Face à la percée de L'Aurore de Nemunas, de nombreux responsables politiques ont proposé de former un cordon sanitaire pour empêcher Remigijus Zemaitaitis d’accéder au pouvoir. Viktorija Cmilyte-Nielsen, dirigeante du Mouvement libéral, a indiqué qu’il était « plus que jamais essentiel pour la Lituanie de maintenir une position cohérente et résolue sur la sécurité et la défense et les affaires étrangères » ajoutant « Les propos antisémites sont ce dont le pays a le moins besoin, tout comme les positions ambiguës sur la guerre en Ukraine ». 
Austrine Armonaite, cheffe du Parti de la liberté, a souligné que la Lituanie pourrait avoir besoin de former un gouvernement arc-en-ciel face à des forces politiques radicales qui se battent pour le retrait de la Lituanie de l’Union européenne et de l’OTAN. 
Enfin, le président de la République Gitanas Nauseda a fortement regretté que les positions de Remigijus Zemaitaitis sur la Russie et sur la Biélorussie manquent de clarté. « Le prochain chef du gouvernement devra prendre ses responsabilités lors du choix des ministres » a mis en garde le chef de l’Etat. 

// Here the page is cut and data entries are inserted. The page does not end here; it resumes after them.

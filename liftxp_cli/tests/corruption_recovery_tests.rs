//! Corruption recovery tests for liftxp.
//!
//! These tests verify the system can handle:
//! - Corrupted database files
//! - Corrupted or partial ledger lines
//! - Empty files

use assert_cmd::Command;
use predicates::prelude::*;
use std::fs;
use std::io::Write as IoWrite;
use std::path::Path;
use tempfile::TempDir;

fn cli(data_dir: &Path) -> Command {
    let mut cmd = Command::new(assert_cmd::cargo::cargo_bin!("liftxp"));
    cmd.arg("--data-dir").arg(data_dir).arg("--today").arg("2024-03-06");
    cmd
}

fn setup_test_dir() -> TempDir {
    tempfile::tempdir().expect("Failed to create temp dir")
}

#[test]
fn test_corrupted_database_moved_aside() {
    let temp_dir = setup_test_dir();
    let data_dir = temp_dir.path();

    fs::create_dir_all(data_dir.join("db")).unwrap();
    let db_path = data_dir.join("db/liftxp.json");
    fs::write(&db_path, "{ invalid json }}}}").expect("Failed to write corrupted database");

    cli(data_dir)
        .args(["avatar", "select", "--user", "alice"])
        .assert()
        .success();

    // The broken file is kept for manual recovery and a valid one replaces it
    assert!(data_dir.join("db/liftxp.json.corrupt").exists());
    let content = fs::read_to_string(&db_path).expect("Database should exist");
    let parsed: Result<serde_json::Value, _> = serde_json::from_str(&content);
    assert!(parsed.is_ok(), "Database should be valid JSON");
}

#[test]
fn test_partial_ledger_line() {
    let temp_dir = setup_test_dir();
    let data_dir = temp_dir.path();

    cli(data_dir)
        .args(["avatar", "select", "--user", "alice"])
        .assert()
        .success();

    cli(data_dir)
        .args(["log", "add", "--user", "alice", "--exercise", "Plank"])
        .args(["--muscle-group", "abs"])
        .assert()
        .success();

    // Simulate a crash during a later ledger append
    let ledger_path = data_dir.join("db/xp_ledger.jsonl");
    let mut file = fs::OpenOptions::new().append(true).open(&ledger_path).unwrap();
    write!(file, r#"{{"id":"partial"#).unwrap();
    drop(file);

    // Check still reads the ledger, skipping the broken line
    cli(data_dir)
        .args(["check", "--user", "alice"])
        .assert()
        .success()
        .stdout(predicate::str::contains("Ledger replay:    55"));

    // The next append starts on a fresh line instead of joining the broken one
    cli(data_dir)
        .args(["log", "add", "--user", "alice", "--exercise", "Crunch"])
        .args(["--muscle-group", "abs"])
        .assert()
        .success();

    cli(data_dir)
        .args(["check", "--user", "alice"])
        .assert()
        .success()
        .stdout(predicate::str::contains("Ledger replay:    110"));
}

#[test]
fn test_empty_database_file() {
    let temp_dir = setup_test_dir();
    let data_dir = temp_dir.path();

    fs::create_dir_all(data_dir.join("db")).unwrap();
    fs::write(data_dir.join("db/liftxp.json"), "").unwrap();

    cli(data_dir)
        .args(["log", "list", "--user", "alice"])
        .assert()
        .success()
        .stdout(predicate::str::contains("No workouts logged"));
}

« En Lituanie, nous sommes face à la possibilité de la montée de l’extrême droite, un phénomène que l’on observe ailleurs en Europe. Accusé à juste titre d’avoir proféré des propos antisémites, des propos qu’il continue de tenir en les justifiant, Remigijus Zemaitaitis pourrait mettre en danger l’avenir de la Lituanie » a déclaré Gabrielius Landsbergis, dirigeant de l'Union de la patrie-Chrétiens-démocrate, qui a également demandé la mise en place d’un cordon sanitaire pour empêcher L'Aurore de Nemunas d’accéder au pouvoir.
Andrius Kubilius (TS-LKD), député européen, ancien Premier ministre (2008-2012) et prochain commissaire européen de Lituanie, a mis en garde ses compatriotes. « La radicalisation politique s’observe à travers toute l’Europe et la Lituanie ne fait pas exception mais les élections législatives à venir constituent un réel danger pour l’avenir du pays (…) Les forces pro-européennes doivent s’entendre et empêcher ce parti d’arriver au pouvoir ».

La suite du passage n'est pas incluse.